What the exercise asks. Lines to restate from the data below: from the one containing "which also stops" to the one containing "impl std::fmt::Debug for", both included. Give them again exactly, and only them.

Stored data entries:
================
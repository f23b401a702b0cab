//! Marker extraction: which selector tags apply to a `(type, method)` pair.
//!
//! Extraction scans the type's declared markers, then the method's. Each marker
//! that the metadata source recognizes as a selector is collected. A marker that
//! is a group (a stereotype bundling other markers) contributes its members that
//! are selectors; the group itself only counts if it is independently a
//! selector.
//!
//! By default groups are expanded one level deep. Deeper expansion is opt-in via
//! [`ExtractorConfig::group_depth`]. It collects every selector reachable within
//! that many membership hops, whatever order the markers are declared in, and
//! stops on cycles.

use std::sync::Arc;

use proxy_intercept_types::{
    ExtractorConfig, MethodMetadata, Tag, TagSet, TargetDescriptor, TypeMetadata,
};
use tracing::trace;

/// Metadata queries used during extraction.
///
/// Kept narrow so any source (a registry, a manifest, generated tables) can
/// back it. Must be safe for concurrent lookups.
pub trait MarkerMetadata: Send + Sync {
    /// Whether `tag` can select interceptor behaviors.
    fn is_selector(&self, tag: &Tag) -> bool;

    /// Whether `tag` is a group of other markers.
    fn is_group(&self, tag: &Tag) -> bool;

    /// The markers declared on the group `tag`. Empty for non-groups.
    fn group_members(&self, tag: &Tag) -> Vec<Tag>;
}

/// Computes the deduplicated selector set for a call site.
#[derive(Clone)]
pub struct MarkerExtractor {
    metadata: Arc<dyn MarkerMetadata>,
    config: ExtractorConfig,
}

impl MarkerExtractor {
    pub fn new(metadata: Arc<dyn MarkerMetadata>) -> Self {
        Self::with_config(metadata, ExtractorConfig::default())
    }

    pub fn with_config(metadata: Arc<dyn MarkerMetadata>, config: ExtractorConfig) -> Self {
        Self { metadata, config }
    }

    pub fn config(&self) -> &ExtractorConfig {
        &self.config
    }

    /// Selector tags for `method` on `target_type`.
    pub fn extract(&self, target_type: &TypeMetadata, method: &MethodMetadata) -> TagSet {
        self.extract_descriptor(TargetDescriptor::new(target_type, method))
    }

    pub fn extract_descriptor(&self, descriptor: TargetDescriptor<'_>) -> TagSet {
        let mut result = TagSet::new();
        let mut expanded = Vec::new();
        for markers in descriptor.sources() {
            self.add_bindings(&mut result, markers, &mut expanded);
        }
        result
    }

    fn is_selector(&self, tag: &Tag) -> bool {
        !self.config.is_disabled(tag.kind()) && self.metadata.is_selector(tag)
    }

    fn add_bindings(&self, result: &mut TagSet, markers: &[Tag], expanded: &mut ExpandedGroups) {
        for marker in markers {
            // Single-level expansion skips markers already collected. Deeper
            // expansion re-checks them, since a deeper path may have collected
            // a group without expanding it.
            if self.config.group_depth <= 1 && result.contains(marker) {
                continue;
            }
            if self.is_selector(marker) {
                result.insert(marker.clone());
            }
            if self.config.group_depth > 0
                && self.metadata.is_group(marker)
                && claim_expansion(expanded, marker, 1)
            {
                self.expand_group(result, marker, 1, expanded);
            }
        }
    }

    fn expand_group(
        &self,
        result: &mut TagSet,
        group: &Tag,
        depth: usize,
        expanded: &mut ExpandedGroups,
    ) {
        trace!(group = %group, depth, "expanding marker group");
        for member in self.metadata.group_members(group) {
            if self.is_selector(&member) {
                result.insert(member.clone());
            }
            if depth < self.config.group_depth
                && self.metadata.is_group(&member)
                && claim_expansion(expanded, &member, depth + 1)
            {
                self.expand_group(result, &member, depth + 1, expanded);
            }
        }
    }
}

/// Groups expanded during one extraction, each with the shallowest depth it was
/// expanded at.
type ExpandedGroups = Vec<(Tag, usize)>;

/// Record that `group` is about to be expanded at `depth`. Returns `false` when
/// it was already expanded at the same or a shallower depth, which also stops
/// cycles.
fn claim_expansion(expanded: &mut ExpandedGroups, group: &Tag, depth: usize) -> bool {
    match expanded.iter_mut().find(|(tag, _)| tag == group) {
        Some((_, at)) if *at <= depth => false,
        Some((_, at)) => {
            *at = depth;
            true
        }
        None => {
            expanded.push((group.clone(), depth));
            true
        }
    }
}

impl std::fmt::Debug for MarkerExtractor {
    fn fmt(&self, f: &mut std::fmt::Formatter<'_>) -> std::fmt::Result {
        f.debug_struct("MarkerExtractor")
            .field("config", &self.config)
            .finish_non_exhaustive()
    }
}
================
Result.
/// it was already expanded at the same or a shallower depth, which also stops
/// cycles.
fn claim_expansion(expanded: &mut ExpandedGroups, group: &Tag, depth: usize) -> bool {
    match expanded.iter_mut().find(|(tag, _)| tag == group) {
        Some((_, at)) if *at <= depth => false,
        Some((_, at)) => {
            *at = depth;
            true
        }
        None => {
            expanded.push((group.clone(), depth));
            true
        }
    }
}

impl std::fmt::Debug for MarkerExtractor {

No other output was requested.